Sun Cluster Data Services Developer's Guide for Solaris OS

Chapter 7 Designing Resource Types

This chapter explains the typical usage of the DSDL in designing and implementing resource types. This chapter also focuses on designing the resource type to validate the resource configuration, and to start, stop, and monitor the resource. This chapter finally describes how to use the DSDL to implement the resource type callback methods.

Refer to the rt_callbacks(1HA) man page for additional information.

You need access to the resource's property settings to complete these tasks. The DSDL utility scds_initialize() gives you a uniform way to access the resource properties. This function is designed to be called at the beginning of each callback method. This utility function retrieves all the properties for a resource from the cluster framework and makes it available to the family of scds_getname() functions.

This chapter covers the following topics:

The RTR File

The Resource Type Registration (RTR) file is an important component of a resource type. This file specifies the details about the resource type to Sun Cluster. These details include information such as the properties that are needed by the implementation, the data types of those properties, the default values of those properties, the file system path for the callback methods for the resource type implementation, and various settings for the system-defined properties.

The sample RTR file that is shipped with the DSDL should suffice for most resource type implementations. All you need to do is edit some basic elements such as the resource type name and the pathname of the resource type callback methods. If a new property is needed to implement the resource type, you can declare it as an extension property in the Resource Type Registration (RTR) file of the resource type implementation, and then access the new property using the DSDL scds_get_ext_property() utility.

The `Validate` Method

The Validate method of a resource type implementation is called by the RGM under one of the following two conditions:

A new resource of the resource type is being created
A property of the resource or resource group is being updated

These two scenarios can be distinguished by the presence of the command line option -c (creation) or -u (update) passed to the Validate method of the resource.

The Validate method is called on each node of a set of nodes, where the set of nodes is defined by the value of the resource type property INIT_NODES. If INIT_NODES is set to RG_PRIMARIES, Validate is called on each node that can host (be a primary of) the resource group containing the resource. If INIT_NODES is set to RT_INSTALLED_NODES, Validate is called on each node where the resource type software is installed, typically all nodes in the cluster. The default value of INIT_NODES is RG_PRIMARIES (see rt_reg(4). At the point the Validate method is called, the RGM has not yet created the resource (in the case of creation callback) or has not yet applied the updated value(s) of the properties being updated (in the case of update callback). The purpose of the Validate callback method of a resource type implementation is to check that the proposed resource settings (as specified by the proposed property settings on the resource) are acceptable to the resource type.

Note –

If you are using local file systems managed by HAStoragePlus, you use the scds_hasp_check to check the state of the HAStoragePlus resource, This information is obtained from the state (online or otherwise) of all SUNW.HAStoragePlus(5) resources that the resource depends upon using Resource_dependencies or Resource_dependencies_weak system properties defined for the resource.
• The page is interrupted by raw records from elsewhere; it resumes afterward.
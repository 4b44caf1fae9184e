//! Running counters for a bridge process.
//!
//! Shared between the publisher and collector threads; all updates are
//! relaxed atomic increments.

use chrono::{DateTime, Utc};
use serde::{Deserialize, Serialize};
use std::sync::atomic::{AtomicU64, Ordering};
use std::sync::Arc;

/// Counters for one bridge session.
#[derive(Debug)]
pub struct BridgeStats {
    /// Raw characteristic reads that returned a payload
    device_reads: AtomicU64,
    /// Samples pushed onto outlets
    samples_published: AtomicU64,
    /// Collection cycles that yielded a sample on every stream
    cycles_collected: AtomicU64,
    /// Collection cycles abandoned because a stream failed
    cycles_failed: AtomicU64,
    session_start: DateTime<Utc>,
}

impl BridgeStats {
    pub fn new() -> Self {
        Self {
            device_reads: AtomicU64::new(0),
            samples_published: AtomicU64::new(0),
            cycles_collected: AtomicU64::new(0),
            cycles_failed: AtomicU64::new(0),
            session_start: Utc::now(),
        }
    }

    pub fn record_device_read(&self) {
        self.device_reads.fetch_add(1, Ordering::Relaxed);
    }

    pub fn record_sample_published(&self) {
        self.samples_published.fetch_add(1, Ordering::Relaxed);
    }

    pub fn record_cycle_collected(&self) {
        self.cycles_collected.fetch_add(1, Ordering::Relaxed);
    }

    pub fn record_cycle_failed(&self) {
        self.cycles_failed.fetch_add(1, Ordering::Relaxed);
    }

    /// Get the current statistics.
    pub fn stats(&self) -> StatsSnapshot {
        StatsSnapshot {
            device_reads: self.device_reads.load(Ordering::Relaxed),
            samples_published: self.samples_published.load(Ordering::Relaxed),
            cycles_collected: self.cycles_collected.load(Ordering::Relaxed),
            cycles_failed: self.cycles_failed.load(Ordering::Relaxed),
            session_start: self.session_start,
            session_duration_secs: (Utc::now() - self.session_start).num_seconds().max(0) as u64,
        }
    }

    /// Get a summary string for display.
    pub fn summary(&self) -> String {
        let stats = self.stats();
        format!(
            "Bridge Statistics:\n\
             - Device reads: {}\n\
             - Samples published: {}\n\
             - Cycles collected: {}\n\
             - Cycles failed: {}\n\
             - Session duration: {} seconds",
            stats.device_reads,
            stats.samples_published,
            stats.cycles_collected,
            stats.cycles_failed,
            stats.session_duration_secs
        )
    }
}

impl Default for BridgeStats {
    fn default() -> Self {
        Self::new()
    }
}

/// Point-in-time copy of [`BridgeStats`].
#[derive(Debug, Clone, Serialize, Deserialize)]
pub struct StatsSnapshot {
    pub device_reads: u64,
    pub samples_published: u64,
    pub cycles_collected: u64,
    pub cycles_failed: u64,
    pub session_start: DateTime<Utc>,
    pub session_duration_secs: u64,
}

/// Thread-safe shared stats.
pub type SharedBridgeStats = Arc<BridgeStats>;

/// Create a new shared stats block.
pub fn create_shared_stats() -> SharedBridgeStats {
    Arc::new(BridgeStats::new())
}
//! SensorTag Bridge CLI
//!
//! Stream SensorTag readings through named sample streams.

use anyhow::{anyhow, Context};
use clap::{Parser, Subcommand};
use std::path::{Path, PathBuf};
use std::sync::atomic::{AtomicBool, Ordering};
use std::sync::Arc;
use std::thread;
use std::time::Duration;
use tracing::{info, warn};

use sensortag_bridge::{
    collector::{Cycle, StreamCollector},
    config::{Config, DeviceConfig},
    create_shared_stats,
    sensor::{decode, parse_sensor_list, SensorKind},
    ContinuousPublisher, DeviceSession, Error, MemoryBus, MemoryInlet, MemoryOutlet,
    SetupError, SimulatedSensorTag, StreamError, VERSION,
};

#[derive(Parser)]
#[command(name = "sensortag-bridge")]
#[command(version = VERSION)]
#[command(about = "Stream SensorTag readings as named sample streams", long_about = None)]
struct Cli {
    /// Configuration file (defaults to the user config directory)
    #[arg(long, global = true)]
    config: Option<PathBuf>,

    #[command(subcommand)]
    command: Commands,
}

#[derive(Subcommand)]
enum Commands {
    /// List the sensors the bridge knows about
    Sensors,

    /// Connect, arm and print decoded readings
    Read {
        /// Sensor to read (e.g. Temperature, Movement, ModelNumber)
        #[arg(long, default_value = "Temperature")]
        sensor: SensorKind,

        /// Number of readings to take
        #[arg(long, default_value = "1")]
        count: u32,

        /// Also print the raw payload bytes
        #[arg(long)]
        raw: bool,
    },

    /// Publish sensor streams and collect them into a rolling window
    Stream {
        /// Sensors to publish, comma separated (overrides config)
        #[arg(long)]
        sensors: Option<String>,

        /// Stop after this many collected cycles
        #[arg(long)]
        cycles: Option<u64>,

        /// Rolling window capacity (overrides config)
        #[arg(long)]
        capacity: Option<usize>,

        /// Stream every channel instead of the first three
        #[arg(long)]
        full_channels: bool,

        /// Write the final window contents to this JSON file
        #[arg(long, short)]
        export: Option<PathBuf>,
    },

    /// Show configuration
    Config {
        /// Write the current configuration to disk
        #[arg(long)]
        init: bool,
    },
}

fn main() -> anyhow::Result<()> {
    let filter =
        std::env::var("RUST_LOG").unwrap_or_else(|_| "sensortag_bridge=info".to_owned());
    tracing_subscriber::fmt()
        .with_env_filter(filter)
        .with_writer(std::io::stderr)
        .init();

    let cli = Cli::parse();
    let config_path = cli.config.as_deref();

    match cli.command {
        Commands::Sensors => cmd_sensors(),
        Commands::Read { sensor, count, raw } => {
            let config = load_config(config_path)?;
            cmd_read(&config.device, sensor, count, raw)
        }
        Commands::Stream {
            sensors,
            cycles,
            capacity,
            full_channels,
            export,
        } => {
            let mut config = load_config(config_path)?;
            if let Some(list) = sensors {
                config.publisher.sensors = parse_sensor_list(&list)?;
            }
            if let Some(capacity) = capacity {
                config.collector.window_capacity = capacity;
            }
            if full_channels {
                config.publisher.full_channels = true;
            }
            cmd_stream(config, cycles, export)
        }
        Commands::Config { init } => cmd_config(config_path, init),
    }
}

/// Load from `--config` if given, otherwise from the user config directory.
fn load_config(path: Option<&Path>) -> anyhow::Result<Config> {
    let shown = path.map_or_else(Config::config_path, Path::to_path_buf);
    if shown.exists() {
        info!(path = ?shown, "Loading configuration");
    } else {
        info!("No configuration file found, using defaults");
    }

    match path {
        Some(path) => Config::load_from(path),
        None => Config::load(),
    }
    .with_context(|| format!("loading {}", shown.display()))
}

fn cmd_sensors() -> anyhow::Result<()> {
    println!("{:<12} {:>8}  {:<38} {}", "Sensor", "Channels", "Characteristic", "Streamable");
    for sensor in SensorKind::ALL {
        println!(
            "{:<12} {:>8}  {:<38} {}",
            sensor.name(),
            sensor.channel_count(),
            sensor.characteristic(),
            if sensor.is_streamable() { "yes" } else { "no" }
        );
    }
    Ok(())
}

/// Read latency of the simulated device, close to a real SensorTag's GATT round trip.
const SIMULATED_READ_LATENCY: Duration = Duration::from_millis(10);

/// Open a connected, armed session on the configured device.
///
/// There is no hardware transport yet, so this is always the simulated tag.
fn open_session(device: &DeviceConfig) -> anyhow::Result<DeviceSession<SimulatedSensorTag>> {
    let tag = SimulatedSensorTag::new(device.address.clone())
        .with_read_latency(SIMULATED_READ_LATENCY)
        .animated();
    let mut session = DeviceSession::new(tag)?;
    session
        .connect(&device.address, device.connect_timeout)
        .with_context(|| format!("connecting to {}", device.address))?;
    session.arm_sensors()?;
    Ok(session)
}

/// Header line naming the device. Only the simulated transport exists here.
fn device_line(device: &DeviceConfig) -> String {
    format!("Device: {} (simulated)", device.address)
}

fn cmd_read(device: &DeviceConfig, sensor: SensorKind, count: u32, raw: bool) -> anyhow::Result<()> {
    println!("SensorTag Bridge v{VERSION}");
    println!("{}", device_line(device));
    println!();

    let mut session = open_session(device)?;
    for _ in 0..count {
        let payload = session.read(sensor)?;
        if raw {
            let hex: Vec<String> = payload.iter().map(|b| format!("{b:02x}")).collect();
            println!("raw: {}", hex.join(" "));
        }
        let reading = decode(sensor, &payload)?;
        println!("{reading}");
    }

    session.close();
    Ok(())
}

fn cmd_stream(config: Config, cycles: Option<u64>, export: Option<PathBuf>) -> anyhow::Result<()> {
    println!("SensorTag Bridge v{VERSION}");
    println!("{}", device_line(&config.device));
    println!(
        "Streams: {}",
        config
            .publisher
            .sensors
            .iter()
            .map(|s| s.name())
            .collect::<Vec<_>>()
            .join(", ")
    );
    println!("Window capacity: {}", config.collector.window_capacity);
    println!();
    println!("Press Ctrl+C to stop");
    println!();

    let mut collector_config = config.collector.clone();
    collector_config.streams = config
        .publisher
        .sensors
        .iter()
        .map(|s| s.name().to_string())
        .collect();

    let bus = MemoryBus::with_inlet_buffer(collector_config.inlet_buffer);
    let stats = create_shared_stats();

    let running = Arc::new(AtomicBool::new(true));
    ctrlc_handler(running.clone())?;

    let session = open_session(&config.device)?;
    let mut publisher: ContinuousPublisher<_, MemoryOutlet> =
        ContinuousPublisher::new(session, &bus, &config.publisher, stats.clone())
            .map_err(SetupError::into_error)?;

    let mut collector: StreamCollector<MemoryInlet> =
        StreamCollector::resolve(&bus, &collector_config, stats.clone())?;
    let followed: Vec<&str> = collector.stream_names().collect();
    println!("Following: {}", followed.join(", "));
    println!();

    let publisher_running = running.clone();
    let publisher_thread = thread::Builder::new()
        .name("publisher".to_string())
        .spawn(move || {
            let result = publisher.run(&publisher_running);
            // Outlets close here, which releases a collector blocked on pull
            drop(publisher);
            result
        })
        .context("spawning publisher thread")?;

    let mut collected = 0u64;
    let collected_result = collector.run(&running, |cycle, window| {
        collected += 1;
        print_cycle(cycle, window.len());
        if cycles.is_some_and(|max| collected >= max) {
            running.store(false, Ordering::SeqCst);
        }
    });

    running.store(false, Ordering::SeqCst);
    let published = publisher_thread
        .join()
        .map_err(|_| anyhow!("publisher thread panicked"))?;

    if let Err(e) = published {
        return Err(e).context("publisher stopped");
    }
    match collected_result {
        Ok(_) => {}
        // Shutting down the publisher closes the streams under a blocked pull
        Err(Error::Stream(StreamError::Closed(name))) => {
            info!(stream = %name, "Stream closed during shutdown");
        }
        Err(e) => return Err(e).context("collector stopped"),
    }

    println!();
    println!("{}", stats.summary());
    println!("- Samples dropped: {}", bus.dropped_samples());

    if let Some(path) = export {
        let snapshot = collector.snapshot();
        let json = serde_json::to_string_pretty(&snapshot)?;
        std::fs::write(&path, json).with_context(|| format!("writing {}", path.display()))?;
        println!("Exported {} cycles to {:?}", snapshot.len(), path);
    }

    Ok(())
}

fn print_cycle(cycle: &Cycle, window_len: usize) {
    let arrival = cycle
        .values()
        .map(|s| s.arrival)
        .fold(f64::MIN, f64::max);
    let streams: Vec<String> = cycle
        .values()
        .map(|s| {
            let values: Vec<String> = s.values.iter().map(|v| format!("{v:.3}")).collect();
            format!("{}: [{}]", s.stream, values.join(", "))
        })
        .collect();
    println!("[{arrival:>9.3}] {} ({window_len} in window)", streams.join(" | "));
}

fn cmd_config(path: Option<&Path>, init: bool) -> anyhow::Result<()> {
    let config = load_config(path)?;
    let shown = path.map_or_else(Config::config_path, Path::to_path_buf);

    if init {
        match path {
            Some(path) => config.save_to(path),
            None => config.save(),
        }
        .with_context(|| format!("writing {}", shown.display()))?;
        println!("Wrote configuration to {shown:?}");
        return Ok(());
    }

    println!("Configuration");
    println!("=============");
    println!();
    println!("Config file: {shown:?}");
    if !shown.exists() {
        warn!("Config file does not exist, showing defaults");
    }
    println!();
    println!("{}", serde_json::to_string_pretty(&config)?);
    Ok(())
}

/// Set up Ctrl+C handler.
fn ctrlc_handler(running: Arc<AtomicBool>) -> anyhow::Result<()> {
    ctrlc::set_handler(move || {
        running.store(false, Ordering::SeqCst);
    })
    .context("setting Ctrl+C handler")
}
//! SensorTag Bridge - stream TI CC2650 SensorTag readings as named sample streams.
//!
//! This library connects to a SensorTag over BLE, powers on its sensors,
//! decodes raw characteristic payloads into engineering units and republishes
//! them as timestamped multi-channel streams that any number of consumers can
//! follow.
//!
//! # Architecture
//!
//! ```text
//! ┌──────────────────────────────────────────────────────────────┐
//! │                      SensorTag Bridge                        │
//! ├──────────────────────────────────────────────────────────────┤
//! │  ┌─────────────┐   ┌─────────────┐   ┌─────────────┐        │
//! │  │   Device    │──▶│   Codec     │──▶│  Publisher  │        │
//! │  │  Session    │   │ (decoders)  │   │  (outlets)  │        │
//! │  └─────────────┘   └─────────────┘   └─────────────┘        │
//! │                                             │                │
//! │                                             ▼                │
//! │  ┌─────────────┐   ┌─────────────┐   ┌─────────────┐        │
//! │  │   Window    │◀──│  Collector  │◀──│   Stream    │        │
//! │  │   Buffer    │   │  (inlets)   │   │  Transport  │        │
//! │  └─────────────┘   └─────────────┘   └─────────────┘        │
//! └──────────────────────────────────────────────────────────────┘
//! ```
//!
//! # Example
//!
//! ```no_run
//! use std::time::Duration;
//! use sensortag_bridge::{DeviceSession, SensorKind, SimulatedSensorTag};
//!
//! let address = "CC:78:AB:7F:75:03";
//! let mut session = DeviceSession::new(SimulatedSensorTag::new(address))?;
//! session.connect(address, Duration::from_secs(4))?;
//! session.arm_sensors()?;
//!
//! let reading = session.acquire(SensorKind::Temperature)?;
//! println!("{reading}");
//! # Ok::<(), sensortag_bridge::Error>(())
//! ```

pub mod collector;
pub mod config;
pub mod device;
pub mod error;
pub mod publisher;
pub mod sensor;
pub mod stats;
pub mod stream;
pub mod window;

// Re-export key types at crate root for convenience
pub use collector::{CollectedSample, Cycle, StreamCollector};
pub use config::{CollectorConfig, Config, ConfigError, DeviceConfig, PublisherConfig};
pub use device::{
    BleTransport, DeviceSession, SessionError, SessionState, SimulatedHandle, SimulatedSensorTag,
    TransportError,
};
pub use error::{Error, Result};
pub use publisher::{ContinuousPublisher, SetupError};
pub use sensor::{decode, DecodeError, Measurement, Reading, SensorKind};
pub use stats::{create_shared_stats, BridgeStats, SharedBridgeStats, StatsSnapshot};
pub use stream::{
    local_clock, Inlet, MemoryBus, MemoryInlet, MemoryOutlet, Outlet, StreamError, StreamInfo,
    StreamSample, StreamTransport,
};
pub use window::{BufferInvariantError, WindowBuffer, WindowSnapshot};

/// Library version.
pub const VERSION: &str = env!("CARGO_PKG_VERSION");
//! In-memory SensorTag implementing [`BleTransport`].
//!
//! Reproduces the device rules the session depends on: data characteristics
//! of armable sensors reject reads until their enable/config characteristic
//! has been written, unknown characteristics are rejected, and a dropped
//! link reports `Disconnected`. A [`SimulatedHandle`] lets callers change
//! payloads and inject faults while a session owns the transport.

use std::collections::HashMap;
use std::sync::{Arc, Mutex, MutexGuard, PoisonError};
use std::time::Duration;

use async_trait::async_trait;
use uuid::Uuid;

use crate::device::{BleTransport, TransportError};
use crate::sensor::{uuids, SensorKind};

/// Movement axis amplitude in raw counts when animated (1 g).
const ANIMATION_AMPLITUDE: f64 = 4096.0;

struct SimState {
    connected: bool,
    written: HashMap<Uuid, Vec<u8>>,
    payloads: HashMap<SensorKind, Vec<u8>>,
    reject_writes: bool,
    disconnect_after: Option<u64>,
    reads: u64,
    animated: bool,
}

impl SimState {
    fn new() -> Self {
        let payloads = SensorKind::ALL
            .into_iter()
            .map(|sensor| (sensor, default_payload(sensor)))
            .collect();

        Self {
            connected: false,
            written: HashMap::new(),
            payloads,
            reject_writes: false,
            disconnect_after: None,
            reads: 0,
            animated: false,
        }
    }

    fn is_armed(&self, sensor: SensorKind) -> bool {
        let enabled = |uuid: &Uuid| self.written.get(uuid).is_some_and(|v| v == &[0x01]);
        match sensor {
            SensorKind::Battery | SensorKind::ModelNumber => true,
            SensorKind::Temperature => enabled(&uuids::TEMPERATURE_ENABLE),
            SensorKind::Humidity => enabled(&uuids::HUMIDITY_ENABLE),
            SensorKind::Optical => enabled(&uuids::OPTICAL_ENABLE),
            SensorKind::Movement => self
                .written
                .get(&uuids::MOVEMENT_CONFIG)
                .is_some_and(|v| v.iter().any(|&b| b != 0)),
        }
    }

    fn payload(&self, sensor: SensorKind) -> Vec<u8> {
        if self.animated && sensor == SensorKind::Movement {
            return animated_movement(self.reads);
        }
        self.payloads.get(&sensor).cloned().unwrap_or_default()
    }
}

fn default_payload(sensor: SensorKind) -> Vec<u8> {
    match sensor {
        SensorKind::Battery => vec![87],
        SensorKind::ModelNumber => b"CC2650 SensorTag".to_vec(),
        // object 20.0 C, ambient 22.0 C
        SensorKind::Temperature => vec![0x00, 0x0A, 0x00, 0x0B],
        // gyro at rest, 1 g on the z axis
        SensorKind::Movement => vec![0, 0, 0, 0, 0, 0, 0x00, 0x10, 0, 0, 0, 0],
        // 21.875 C, 50 %RH
        SensorKind::Humidity => vec![0x00, 0x60, 0x00, 0x80],
        // 2.57 lux
        SensorKind::Optical => vec![0x01, 0x01],
    }
}

fn animated_movement(step: u64) -> Vec<u8> {
    let phase = step as f64 * 0.2;
    let axes = [
        0.0,
        0.0,
        0.0,
        phase.cos() * ANIMATION_AMPLITUDE,
        phase.sin() * ANIMATION_AMPLITUDE,
        (phase * 0.5).sin() * ANIMATION_AMPLITUDE,
    ];
    axes.iter()
        .flat_map(|&v| (v as i16).to_le_bytes())
        .collect()
}

fn sensor_for(characteristic: Uuid) -> Option<SensorKind> {
    SensorKind::ALL
        .into_iter()
        .find(|s| s.characteristic() == characteristic)
}

fn is_config_characteristic(characteristic: Uuid) -> bool {
    uuids::ARM_SEQUENCE
        .iter()
        .any(|c| c.characteristic == characteristic)
}

/// A simulated SensorTag reachable at one address.
pub struct SimulatedSensorTag {
    address: String,
    state: Arc<Mutex<SimState>>,
    hang_connect: bool,
    read_latency: Option<Duration>,
}

impl SimulatedSensorTag {
    /// Create a device answering at `address`.
    pub fn new(address: impl Into<String>) -> Self {
        Self {
            address: address.into(),
            state: Arc::new(Mutex::new(SimState::new())),
            hang_connect: false,
            read_latency: None,
        }
    }

    /// Never complete a connection attempt.
    pub fn with_hanging_connect(mut self) -> Self {
        self.hang_connect = true;
        self
    }

    /// Delay every characteristic read.
    pub fn with_read_latency(mut self, latency: Duration) -> Self {
        self.read_latency = Some(latency);
        self
    }

    /// Vary movement readings over time instead of returning a fixed payload.
    pub fn animated(self) -> Self {
        self.lock().animated = true;
        self
    }

    /// Get a handle for inspecting and perturbing the device.
    pub fn handle(&self) -> SimulatedHandle {
        SimulatedHandle {
            state: self.state.clone(),
        }
    }

    fn lock(&self) -> MutexGuard<'_, SimState> {
        self.state.lock().unwrap_or_else(PoisonError::into_inner)
    }
}

#[async_trait]
impl BleTransport for SimulatedSensorTag {
    async fn connect(&mut self, address: &str) -> Result<(), TransportError> {
        if !self.address.eq_ignore_ascii_case(address) {
            return Err(TransportError::Unreachable(address.to_string()));
        }
        if self.hang_connect {
            std::future::pending::<()>().await;
        }
        self.lock().connected = true;
        Ok(())
    }

    async fn discover_services(&mut self) -> Result<Vec<Uuid>, TransportError> {
        if !self.lock().connected {
            return Err(TransportError::Disconnected);
        }
        let mut characteristics: Vec<Uuid> =
            SensorKind::ALL.iter().map(|s| s.characteristic()).collect();
        characteristics.extend(uuids::ARM_SEQUENCE.iter().map(|c| c.characteristic));
        Ok(characteristics)
    }

    async fn write_characteristic(
        &mut self,
        characteristic: Uuid,
        data: &[u8],
    ) -> Result<(), TransportError> {
        let mut state = self.lock();
        if !state.connected {
            return Err(TransportError::Disconnected);
        }
        if !is_config_characteristic(characteristic) {
            return Err(TransportError::UnknownCharacteristic(characteristic));
        }
        if state.reject_writes {
            return Err(TransportError::Rejected {
                characteristic,
                reason: "write not permitted".to_string(),
            });
        }
        state.written.insert(characteristic, data.to_vec());
        Ok(())
    }

    async fn read_characteristic(
        &mut self,
        characteristic: Uuid,
    ) -> Result<Vec<u8>, TransportError> {
        if let Some(latency) = self.read_latency {
            tokio::time::sleep(latency).await;
        }

        let mut state = self.lock();
        if state.disconnect_after.is_some_and(|n| state.reads >= n) {
            state.connected = false;
        }
        if !state.connected {
            return Err(TransportError::Disconnected);
        }

        let sensor =
            sensor_for(characteristic).ok_or(TransportError::UnknownCharacteristic(characteristic))?;
        if !state.is_armed(sensor) {
            return Err(TransportError::Rejected {
                characteristic,
                reason: format!("{sensor} sensor is not enabled"),
            });
        }

        let payload = state.payload(sensor);
        state.reads += 1;
        Ok(payload)
    }

    async fn disconnect(&mut self) -> Result<(), TransportError> {
        let mut state = self.lock();
        state.connected = false;
        state.written.clear();
        Ok(())
    }
}

/// Shared control over a [`SimulatedSensorTag`].
#[derive(Clone)]
pub struct SimulatedHandle {
    state: Arc<Mutex<SimState>>,
}

impl SimulatedHandle {
    fn lock(&self) -> MutexGuard<'_, SimState> {
        self.state.lock().unwrap_or_else(PoisonError::into_inner)
    }

    /// Replace the payload returned for a sensor.
    pub fn set_payload(&self, sensor: SensorKind, payload: Vec<u8>) {
        self.lock().payloads.insert(sensor, payload);
    }

    /// Make every characteristic write fail.
    pub fn reject_writes(&self, reject: bool) {
        self.lock().reject_writes = reject;
    }

    /// Drop the link as if the device went out of range.
    pub fn drop_link(&self) {
        self.lock().connected = false;
    }

    /// Drop the link once `reads` successful reads have been served.
    pub fn disconnect_after(&self, reads: u64) {
        self.lock().disconnect_after = Some(reads);
    }

    /// Number of successful reads served.
    pub fn read_count(&self) -> u64 {
        self.lock().reads
    }

    pub fn is_connected(&self) -> bool {
        self.lock().connected
    }

    /// Last value written to a characteristic in the current connection.
    pub fn written(&self, characteristic: Uuid) -> Option<Vec<u8>> {
        self.lock().written.get(&characteristic).cloned()
    }
}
See scds_hasp_check(3HA) for a complete list of status codes returned from the scds_hasp_check call.

The DSDL function scds_initialize() takes care of these situations in the following manner:

In the case of resource creation, it parses the proposed resource properties, as passed on the command line. The proposed values of resource properties are thus available to the resource type developer as if the the resource were already created in the system.
In the case of resource or resource group update, the proposed values of the properties being updated by the administrator are read in from the command line, and the remaining properties (whose values are not being updated) are read in from Sun Cluster using the Resource Management API. A resource type developer using the DSDL need not concern himself with all these housekeeping tasks. The validation of a resource can be done as if all the properties of the resource were available to the developer.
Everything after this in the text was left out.